* INSTRUCTIONS TO FOLLOW:
Without changing a character, output all of the records.

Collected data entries
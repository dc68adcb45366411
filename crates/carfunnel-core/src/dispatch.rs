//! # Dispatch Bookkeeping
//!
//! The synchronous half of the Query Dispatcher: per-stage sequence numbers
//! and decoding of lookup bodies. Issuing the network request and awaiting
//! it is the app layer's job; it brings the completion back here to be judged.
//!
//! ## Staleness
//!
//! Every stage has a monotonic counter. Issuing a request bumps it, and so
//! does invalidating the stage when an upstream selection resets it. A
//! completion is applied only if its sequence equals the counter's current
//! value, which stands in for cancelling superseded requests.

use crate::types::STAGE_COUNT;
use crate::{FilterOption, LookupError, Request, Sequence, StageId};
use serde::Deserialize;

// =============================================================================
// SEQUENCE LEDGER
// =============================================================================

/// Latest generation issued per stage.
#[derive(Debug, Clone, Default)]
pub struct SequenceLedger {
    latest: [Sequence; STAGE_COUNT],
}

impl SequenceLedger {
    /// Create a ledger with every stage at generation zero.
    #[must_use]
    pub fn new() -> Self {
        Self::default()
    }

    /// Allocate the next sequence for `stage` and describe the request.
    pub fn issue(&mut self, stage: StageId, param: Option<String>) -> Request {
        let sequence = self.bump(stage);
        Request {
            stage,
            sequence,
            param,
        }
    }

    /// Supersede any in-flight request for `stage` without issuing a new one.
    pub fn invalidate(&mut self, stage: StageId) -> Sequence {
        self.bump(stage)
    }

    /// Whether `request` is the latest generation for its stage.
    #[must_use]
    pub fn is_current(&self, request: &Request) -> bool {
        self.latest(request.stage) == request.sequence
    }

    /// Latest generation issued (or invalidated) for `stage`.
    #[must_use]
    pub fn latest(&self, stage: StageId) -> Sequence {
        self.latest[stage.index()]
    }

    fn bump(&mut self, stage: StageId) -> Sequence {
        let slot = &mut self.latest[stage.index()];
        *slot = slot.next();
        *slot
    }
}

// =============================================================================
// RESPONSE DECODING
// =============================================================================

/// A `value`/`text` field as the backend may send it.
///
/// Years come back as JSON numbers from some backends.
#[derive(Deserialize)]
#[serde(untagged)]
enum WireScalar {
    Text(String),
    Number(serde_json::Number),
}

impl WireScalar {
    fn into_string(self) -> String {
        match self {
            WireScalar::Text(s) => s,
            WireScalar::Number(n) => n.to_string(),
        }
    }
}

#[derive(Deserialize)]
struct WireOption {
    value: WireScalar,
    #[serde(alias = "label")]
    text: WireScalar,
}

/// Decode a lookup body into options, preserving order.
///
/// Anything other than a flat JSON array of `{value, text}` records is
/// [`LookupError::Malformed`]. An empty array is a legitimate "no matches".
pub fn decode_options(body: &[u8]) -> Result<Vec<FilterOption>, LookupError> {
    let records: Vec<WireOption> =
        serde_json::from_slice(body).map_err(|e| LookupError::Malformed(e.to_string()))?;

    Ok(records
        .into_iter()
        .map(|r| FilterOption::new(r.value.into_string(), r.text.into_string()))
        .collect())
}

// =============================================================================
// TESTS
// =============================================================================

* ANSWER BOX:
repository dc68adcb45366411
filename crates/carfunnel-core/src/dispatch.rs
//! # Dispatch Bookkeeping
//!
//! The synchronous half of the Query Dispatcher: per-stage sequence numbers
//! and decoding of lookup bodies. Issuing the network request and awaiting
//! it is the app layer's job; it brings the completion back here to be judged.
//!
//! ## Staleness
//!
//! Every stage has a monotonic counter. Issuing a request bumps it, and so
//! does invalidating the stage when an upstream selection resets it. A
//! completion is applied only if its sequence equals the counter's current
//! value, which stands in for cancelling superseded requests.

use crate::types::STAGE_COUNT;
use crate::{FilterOption, LookupError, Request, Sequence, StageId};
use serde::Deserialize;

// =============================================================================
// SEQUENCE LEDGER
// =============================================================================

/// Latest generation issued per stage.
#[derive(Debug, Clone, Default)]
pub struct SequenceLedger {
    latest: [Sequence; STAGE_COUNT],
}

impl SequenceLedger {
    /// Create a ledger with every stage at generation zero.
    #[must_use]
    pub fn new() -> Self {
        Self::default()
    }

    /// Allocate the next sequence for `stage` and describe the request.
    pub fn issue(&mut self, stage: StageId, param: Option<String>) -> Request {
        let sequence = self.bump(stage);
        Request {
            stage,
            sequence,
            param,
        }
    }

    /// Supersede any in-flight request for `stage` without issuing a new one.
    pub fn invalidate(&mut self, stage: StageId) -> Sequence {
        self.bump(stage)
    }

    /// Whether `request` is the latest generation for its stage.
    #[must_use]
    pub fn is_current(&self, request: &Request) -> bool {
        self.latest(request.stage) == request.sequence
    }

    /// Latest generation issued (or invalidated) for `stage`.
    #[must_use]
    pub fn latest(&self, stage: StageId) -> Sequence {
        self.latest[stage.index()]
    }

    fn bump(&mut self, stage: StageId) -> Sequence {
        let slot = &mut self.latest[stage.index()];
        *slot = slot.next();
        *slot
    }
}

// =============================================================================
// RESPONSE DECODING
// =============================================================================

/// A `value`/`text` field as the backend may send it.
///
/// Years come back as JSON numbers from some backends.
#[derive(Deserialize)]
#[serde(untagged)]
enum WireScalar {
    Text(String),
    Number(serde_json::Number),
}

impl WireScalar {
    fn into_string(self) -> String {
        match self {
            WireScalar::Text(s) => s,
            WireScalar::Number(n) => n.to_string(),
        }
    }
}

#[derive(Deserialize)]
struct WireOption {
    value: WireScalar,
    #[serde(alias = "label")]
    text: WireScalar,
}

/// Decode a lookup body into options, preserving order.
///
/// Anything other than a flat JSON array of `{value, text}` records is
/// [`LookupError::Malformed`]. An empty array is a legitimate "no matches".
pub fn decode_options(body: &[u8]) -> Result<Vec<FilterOption>, LookupError> {
    let records: Vec<WireOption> =
        serde_json::from_slice(body).map_err(|e| LookupError::Malformed(e.to_string()))?;

    Ok(records
        .into_iter()
        .map(|r| FilterOption::new(r.value.into_string(), r.text.into_string()))
        .collect())
}

// =============================================================================
// TESTS
// =============================================================================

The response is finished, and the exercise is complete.